Without going into a long discussion on color reproduction, there are some bad things about specifying a color via the PMS system. Simply put, PMS was designed to use the Pantone inks only, so if you use any other color space ( let's say some obscure ones like RGB or CMYK ), you won't get what you specified. ( I'm surprised several people jumped up and down about the free font issue, but no one mentions using a proprietary, single vendor color system ;) Anyway, the big difficulty is getting various output devices to reliably match a PMS color. Most companies that print stuff work very hard to get that right behind the scenes, it doesn't always come easy.

That said, PMS is considered a standard in the graphics/print industry, so using PMS to specify the colors is not really a wrong move. But it isn't a silver bullet that solves all color reproduction issues.

I am using
Inkscape, as I'm doing all in Linux with free software... One thing odd,
though... As you say, CMYK values are rather odd, however the
hexadecimal values and the RGBA values DO correspond to those in the
PDF.

The values reported by my version of Inkscape ( 0.43-3.fc5, PPC )

for PMS 2935
Hex :  0A57A4
RGB : R10, G87, B164
CMYK : C94, M47, Y0, K36

for PMS 541
Hex : 072B61
RGB : R6, G43, B97
CMYK : C93, M56, Y6, K62

I'd be interested if yours were different from these.
Those hex values above are what is in the SVG, but they don't match the usage guide hex values.

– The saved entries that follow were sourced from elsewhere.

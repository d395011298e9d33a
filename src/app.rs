//! App Root Component
//!
//! Main application component with routing and global providers.

use leptos::*;
use leptos_router::*;

use crate::components::{Nav, Toast};
use crate::pages::{
    AttendConferenceForm, AttendeesList, ConferenceForm, LocationForm, MainPage, PresentationForm,
};
use crate::routes;
use crate::state::global::provide_global_state;

/// Root application component
#[component]
pub fn App() -> impl IntoView {
    // Provide global state to all components
    provide_global_state();

    view! {
        <Router>
            <div class="min-h-screen bg-gray-900 text-white flex flex-col">
                // Navigation header
                <Nav />

                // Main content area; paths come from the route table
                <main class="flex-1 container mx-auto px-4 py-8">
                    <Routes>
                        <Route path=routes::MAIN view=MainPage />
                        <Route path=routes::LOCATION_NEW view=LocationForm />
                        <Route path=routes::CONFERENCE_NEW view=ConferenceForm />
                        <Route path=routes::ATTENDEES view=AttendeesList />
                        <Route path=routes::ATTENDEE_NEW view=AttendConferenceForm />
                        <Route path=routes::PRESENTATION_NEW view=PresentationForm />
                        <Route path="/*any" view=NotFound />
                    </Routes>
                </main>

                // Toast notifications
                <Toast />
            </div>
        </Router>
    }
}

/// 404 Not Found page
#[component]
fn NotFound() -> impl IntoView {
    view! {
        <div class="flex flex-col items-center justify-center min-h-[60vh] text-center">
            <h1 class="text-3xl font-bold mb-2">"Page Not Found"</h1>
            <p class="text-gray-400 mb-6">"The page you're looking for doesn't exist."</p>
            <A
                href=routes::MAIN
                class="px-6 py-3 bg-primary-600 hover:bg-primary-700 rounded-lg font-medium transition-colors"
            >
                "Back to conferences"
            </A>
        </div>
    }
}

I would assume there is a problem with CMYK support in Inkscape,
which might be worth to report to the mailing list.

I mentioned this previously, the SVG spec doesn't support CMYK[1] or PMS, so Inkscape makes some guesses to convert to those color spaces. There is a way to save an SVG as an Inkscape-only SVG that maintains those values, but those values won't get used by another program that opens the file. Similar to the issue where Illustrator is able to get the colors right if it opens the SVG, but Inkscape can't.

I have had some
trouble manipulating the files in Inkscape (only tried with the infinity
symbol, though), but I had to resort to the XML editor to be able to
select the different four elements of the drawing, when trying to select
with the mouse, only a grouped selection is possible..

There are two selection tools in Inkscape, you might have been using the one that doesn't let you select objects within a group. I didn't have a problem.

I suppose this
is what the original designer intended, and (compared to a "pure" SVG
made with Inkscape),

Yes, mere mortals should really not be poking around within these files, as per the guidelines they shouldn't be modified. I opened them because I wanted to verify how the files would open and work in several different graphics programs.

the file has two additional images (one in jpeg
format

I believe that is a thumbnail used to preview files in the Adobe "Open File" dialog box. It's not useful for much else.

and one in PGF [for whatever that is]) which I have been unable
to export

Those are binary structures ( CDATA ) that are used instead of ( or in addition to ) the SVG when the file is re-opened in Illustrator. If you use a text editor to cut out those entries, InkScape is still happy.

[1]
<http://www.w3.org/TR/SVG/color.html>
" All SVG colors are specified in the sRGB color space "
ICC color profiles can be used to specify other color spaces.